_What to produce_
Repeat exactly, and only, the lines below starting at the line that contains "pub struct NewMovement" and ending at the line that contains "if self.quantity <= 0", inclusive of both.

Stored data:

BEGIN

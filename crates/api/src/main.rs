use anyhow::Context;

use stockroom_infra::config::StockroomConfig;

#[tokio::main]
async fn main() -> anyhow::Result<()> {
    let config = StockroomConfig::load().context("failed to load configuration")?;
    stockroom_observability::init_with(&config.log.level, config.log.json);

    let app = stockroom_api::app::build_app(&config).await?;

    let listener = tokio::net::TcpListener::bind(&config.server.bind)
        .await
        .with_context(|| format!("failed to bind {}", config.server.bind))?;

    tracing::info!("listening on {}", listener.local_addr()?);

    axum::serve(listener, app)
        .with_graceful_shutdown(shutdown_signal())
        .await
        .context("server error")?;

    tracing::info!("shut down");
    Ok(())
}

async fn shutdown_signal() {
    if let Err(e) = tokio::signal::ctrl_c().await {
        tracing::warn!(error = %e, "failed to listen for ctrl-c");
    }
}
//! `stockroom-core` — identifiers and the error taxonomy shared by every layer.
//!
//! This crate contains **pure domain** primitives (no infrastructure concerns).

pub mod error;
pub mod id;

pub use error::{StockError, StockResult};
pub use id::{ActorId, BranchId, MovementId, ProductId};
use core::str::FromStr;

use chrono::{DateTime, Utc};
use serde::{Deserialize, Serialize};

use stockroom_core::{ActorId, BranchId, MovementId, ProductId, StockError, StockResult};

/// Classification of a quantity change.
#[derive(Debug, Copy, Clone, PartialEq, Eq, Hash, Serialize, Deserialize)]
#[serde(rename_all = "lowercase")]
pub enum MovementKind {
    /// New stock entering a branch (e.g. a received import).
    Inbound,
    /// Stock leaving the system from a branch.
    Outbound,
    /// Zero-sum relocation between two branches.
    Transfer,
}

impl MovementKind {
    pub fn as_str(self) -> &'static str {
        match self {
            MovementKind::Inbound => "inbound",
            MovementKind::Outbound => "outbound",
            MovementKind::Transfer => "transfer",
        }
    }
}

impl core::fmt::Display for MovementKind {
    fn fmt(&self, f: &mut core::fmt::Formatter<'_>) -> core::fmt::Result {
        f.write_str(self.as_str())
    }
}

impl FromStr for MovementKind {
    type Err = StockError;

    fn from_str(s: &str) -> Result<Self, Self::Err> {
        match s.trim().to_ascii_lowercase().as_str() {
            "inbound" => Ok(MovementKind::Inbound),
            "outbound" => Ok(MovementKind::Outbound),
            "transfer" => Ok(MovementKind::Transfer),
            other => Err(StockError::invalid(format!(
                "unknown movement kind '{other}' (expected inbound, outbound or transfer)"
            ))),
        }
    }
}

/// A movement ready to be appended (not yet assigned an id or sequence number).
#[derive(Debug, Clone, PartialEq, Eq, Serialize, Deserialize)]
pub struct NewMovement {
    pub product_id: ProductId,
    pub from_branch_id: Option<BranchId>,
    pub to_branch_id: Option<BranchId>,
    pub quantity: i64,
    pub kind: MovementKind,
    pub actor: ActorId,
    pub occurred_at: DateTime<Utc>,
}

impl NewMovement {
    /// Check the shape invariant for the movement's kind.
    pub fn validate(&self) -> StockResult<()> {
        if self.quantity <= 0 {
            return Err(StockError::invalid("movement quantity must be positive"));
        }

        match (self.kind, self.from_branch_id, self.to_branch_id) {
            (MovementKind::Inbound, None, Some(_)) => Ok(()),
            (MovementKind::Outbound, Some(_), None) => Ok(()),
            (MovementKind::Transfer, Some(from), Some(to)) if from != to => Ok(()),
            (MovementKind::Transfer, Some(_), Some(_)) => Err(StockError::invalid(
                "transfer source and destination must differ",
            )),
            (kind, from, to) => Err(StockError::invalid(format!(
                "{kind} movement has invalid branches (from: {from:?}, to: {to:?})"
            ))),
        }
    }

    /// Finalize into a stored movement (store-assigned id and sequence).
    pub fn commit(self, id: MovementId, sequence: u64) -> Movement {
        Movement {
            id,
            sequence,
            product_id: self.product_id,
            from_branch_id: self.from_branch_id,
            to_branch_id: self.to_branch_id,
            quantity: self.quantity,
            kind: self.kind,
            actor: self.actor,
            occurred_at: self.occurred_at,
        }
    }
}

/// Immutable, append-only audit record of one quantity change.
#[derive(Debug, Clone, PartialEq, Eq, Serialize, Deserialize)]
pub struct Movement {
    pub id: MovementId,
    /// Strictly increasing position in the log.
    pub sequence: u64,
    pub product_id: ProductId,
    pub from_branch_id: Option<BranchId>,
    pub to_branch_id: Option<BranchId>,
    pub quantity: i64,
    pub kind: MovementKind,
    pub actor: ActorId,
    pub occurred_at: DateTime<Utc>,
}

impl Movement {
    /// True when the movement leaves or enters `branch_id`.
    pub fn touches(&self, branch_id: BranchId) -> bool {
        self.from_branch_id == Some(branch_id) || self.to_branch_id == Some(branch_id)
    }

    /// Change in the product's system-wide total caused by this movement.
    pub fn net_total_delta(&self) -> i64 {
        match self.kind {
            MovementKind::Inbound => self.quantity,
            MovementKind::Outbound => -self.quantity,
            MovementKind::Transfer => 0,
        }
    }
}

END

_Response for this exercise_
pub struct NewMovement {
    pub product_id: ProductId,
    pub from_branch_id: Option<BranchId>,
    pub to_branch_id: Option<BranchId>,
    pub quantity: i64,
    pub kind: MovementKind,
    pub actor: ActorId,
    pub occurred_at: DateTime<Utc>,
}

impl NewMovement {
    /// Check the shape invariant for the movement's kind.
    pub fn validate(&self) -> StockResult<()> {
        if self.quantity <= 0 {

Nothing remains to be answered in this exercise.